TASK PROMPT – Extract, without alteration, each line from the start of the listing to the line bearing "scheme plus path.".
▶
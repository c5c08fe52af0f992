//! Root filesystem locators.
//!
//! A rootfs reference arrives as an opaque string (`docker:///alpine`,
//! `raw:///var/lib/images/base`, or a bare host path). The orchestrator
//! parses it into a [`RootfsLocator`] before talking to the volume creator;
//! a parse failure aborts the create and triggers compensation of already
//! acquired resources. Rules downstream never see a malformed reference.

use crate::error::{Error, Result};
use serde::{Deserialize, Serialize};
use std::path::PathBuf;
use std::str::FromStr;

/// A structured root filesystem reference: optional scheme plus path.
#[derive(Debug, Clone, PartialEq, Eq, Serialize, Deserialize)]
pub struct RootfsLocator {
    /// Scheme of the reference (e.g. `docker`, `raw`). `None` for bare paths.
    pub scheme: Option<String>,
    /// Path component of the reference.
    pub path: PathBuf,
}

impl FromStr for RootfsLocator {
    type Err = Error;

    fn from_str(s: &str) -> Result<Self> {
        if s.is_empty() {
            return Err(Error::InvalidRootfs {
                reference: s.to_string(),
                reason: "empty reference".to_string(),
            });
        }

        let Some((scheme, rest)) = s.split_once("://") else {
            // Bare host path, no scheme.
            return Ok(Self {
                scheme: None,
                path: PathBuf::from(s),
            });
        };

        if scheme.is_empty() {
            return Err(Error::InvalidRootfs {
                reference: s.to_string(),
                reason: "empty scheme".to_string(),
            });
        }

        if !scheme
            .chars()
            .all(|c| c.is_ascii_alphanumeric() || c == '+' || c == '-' || c == '.')
        {
            return Err(Error::InvalidRootfs {
                reference: s.to_string(),
                reason: "scheme contains invalid characters".to_string(),
            });
        }

        Ok(Self {
            scheme: Some(scheme.to_string()),
            path: PathBuf::from(rest),
        })
    }
}

/// Scope of a disk quota applied to a container volume.
#[derive(Debug, Clone, Copy, PartialEq, Eq, Default, Serialize, Deserialize)]
#[serde(rename_all = "lowercase")]
pub enum QuotaScope {
    /// Quota covers only data written by the container, not the base image.
    #[default]
    Exclusive,
    /// Quota covers the base image plus container writes.
    Total,
}

/// Volume creation parameters handed to the volume creator.
#[derive(Debug, Clone, PartialEq, Serialize, Deserialize)]
pub struct VolumeSpec {
    /// Parsed root filesystem reference.
    pub rootfs: RootfsLocator,
    /// Hard quota in bytes (0 = unlimited).
    pub quota_bytes: u64,
    /// Scope of the quota.
    pub quota_scope: QuotaScope,
}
◀
RESPONSE BELOW –
repository c5c08fe52af0f992
//! Root filesystem locators.
//!
//! A rootfs reference arrives as an opaque string (`docker:///alpine`,
//! `raw:///var/lib/images/base`, or a bare host path). The orchestrator
//! parses it into a [`RootfsLocator`] before talking to the volume creator;
//! a parse failure aborts the create and triggers compensation of already
//! acquired resources. Rules downstream never see a malformed reference.

use crate::error::{Error, Result};
use serde::{Deserialize, Serialize};
use std::path::PathBuf;
use std::str::FromStr;

/// A structured root filesystem reference: optional scheme plus path.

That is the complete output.